NOT FOR DISTRIBUTION TO U.S. NEWSWIRES OR DISSEMINATION IN THE UNITED STATES
All values are in Canadian dollars unless otherwise indicated.
TORONTO, Nov. 6, 2015 /CNW/ - Kew Media Group Inc. (the "Corporation") announces that the Corporation has filed a preliminary prospectus with the securities regulatory authorities in each of the provinces and territories of Canada in respect of the Corporation's initial public offering (the "Offering") of $70,000,000 of Class A Restricted Voting Units. KMG Entertainment LP ("KMG"), the principals of which are Steven Silver and Peter Sussman, is the sponsor of the Corporation.

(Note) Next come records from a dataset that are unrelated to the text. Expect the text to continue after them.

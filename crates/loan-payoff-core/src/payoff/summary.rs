//! Single-loan overview for a stored loan record: how long it runs, what it
//! costs, and whether its payment is viable.

use chrono::NaiveDate;
use rust_decimal::Decimal;
use rust_decimal_macros::dec;
use serde::{Deserialize, Serialize};
use std::time::Instant;

use super::params::LoanParameters;
use crate::amortization::metrics::{total_extra_paid, total_interest, total_paid};
use crate::amortization::rates::effective_annual_rate;
use crate::amortization::schedule::non_convergence_warning;
use crate::amortization::sufficiency::is_payment_sufficient;
use crate::amortization::{generate_schedule, PaymentFrequency};
use crate::types::*;
use crate::LoanPayoffResult;

#[derive(Debug, Clone, Serialize, Deserialize)]
pub struct LoanSummary {
    pub current_balance: Money,
    pub payment_amount: Money,
    pub frequency: PaymentFrequency,
    pub payments_per_year: u32,
    pub number_of_payments: u32,
    pub payoff_date: NaiveDate,
    pub years_to_payoff: Decimal,
    pub total_interest: Money,
    pub total_paid: Money,
    pub total_extra_paid: Money,
    pub effective_annual_rate_percent: Percent,
    pub is_payment_sufficient: bool,
    pub converged: bool,
    pub final_balance: Money,
}

/// Summarise a loan as currently configured, extras included.
pub fn summarize_loan(params: &LoanParameters) -> LoanPayoffResult<ComputationOutput<LoanSummary>> {
    let start = Instant::now();
    let mut warnings: Vec<String> = Vec::new();

    params.validate()?;

    let schedule = generate_schedule(&params.accelerated_schedule());
    let sufficient = is_payment_sufficient(
        params.current_balance,
        params.annual_rate_percent,
        params.payment_amount,
        params.frequency,
    );
    let ear = effective_annual_rate(params.annual_rate_percent, params.frequency)?;

    if !sufficient {
        warnings.push(format!(
            "Payment of {} does not cover one period of interest",
            params.payment_amount
        ));
    }
    if !schedule.is_paid_off() {
        warnings.push(non_convergence_warning("Loan", &schedule));
    }

    let periods = schedule.len() as u32;
    let years_to_payoff =
        (Decimal::from(periods) * params.frequency.months_per_period() / dec!(12)).round_dp(2);

    let output = LoanSummary {
        current_balance: params.current_balance,
        payment_amount: params.payment_amount,
        frequency: params.frequency,
        payments_per_year: params.frequency.payments_per_year(),
        number_of_payments: periods,
        payoff_date: schedule.payoff_date(params.start_date),
        years_to_payoff,
        total_interest: total_interest(&schedule),
        total_paid: total_paid(&schedule),
        total_extra_paid: total_extra_paid(&schedule),
        effective_annual_rate_percent: ear,
        is_payment_sufficient: sufficient,
        converged: schedule.is_paid_off(),
        final_balance: schedule.final_balance(),
    };

    let elapsed = start.elapsed().as_micros() as u64;
    Ok(with_metadata(
        "Loan summary (amortization, EAR, payment sufficiency)",
        params,
        warnings,
        elapsed,
        output,
    ))
}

The Corporation is a newly organized special purpose acquisition corporation uniquely focusing on international media content-related opportunities and/or related sectors with an emphasis on Canada, the United States and/or the United Kingdom. The Corporation intends to be growth-oriented and target-opportunistic, and to acquire value-added investments in the media production and distribution industry and/or related sectors.
The Corporation's founders, comprised of its board of directors, officers and advisors, include:
- Steven Silver, our Chief Executive Officer and Director, and a Partner and Co-founder of the Blue Ice Group.

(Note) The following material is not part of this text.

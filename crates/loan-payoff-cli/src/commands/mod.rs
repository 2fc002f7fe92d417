pub mod loan;
pub mod rates;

- Peter Sussman, our Executive Chairman and Director, and the Co-founder of Aver Media Finance, now part of BMO Financial Group.
- Maurice Kagan, our Chief Financial Officer and Director.
- Wayne Purboo, our Director (as of the closing of the Offering), and President, Chief Executive Officer and Co-founder of Quickplay Media Inc.
- Les Sherman, our Director (as of the closing of the Offering), and Senior Investment Advisor and Senior Vice President of Dundee Goodman Private Wealth.
- Nancy Tellem, our Director (as of the closing of the Offering), and Executive Chairman and Chief Media Officer of Interlude Ltd.
- Neil Tabatznik, our Director (as of the closing of the Offering), and a Partner and Co-founder of the Blue Ice Group.
- Nicolas Chartier, our Advisor, and Chief Executive Officer and Founder of Voltage Pictures Inc.
- Peter Emerson, our Advisor, and the Former President of International Television for Entertainment One Ltd., as well as the former President and Founder of Oasis International Inc.
- David Fleck, our Advisor, and Partner and Senior Vice President of C.A. Delaney Capital Management Ltd.
- David Reckziegel, our Advisor, and the Founder and Managing Director of Rex Media Capital Inc.
- Edward Riley, our Advisor, and the former Head of Television Distribution for Alliance Atlantis Communications Inc. and current advisor at the MaRS Practice in Toronto.
- Mark Segal, our Advisor, and Executive Vice President of Finance and Chief Financial Officer of Spin Master Corp.
- Patrice Théroux, our Advisor, and former President of Film and Television and Director at Entertainment One Ltd.
Marc Hirshberg, Chief Executive Officer and President of Evra Media Solutions Inc., will also be acting in an advisory capacity to the Corporation.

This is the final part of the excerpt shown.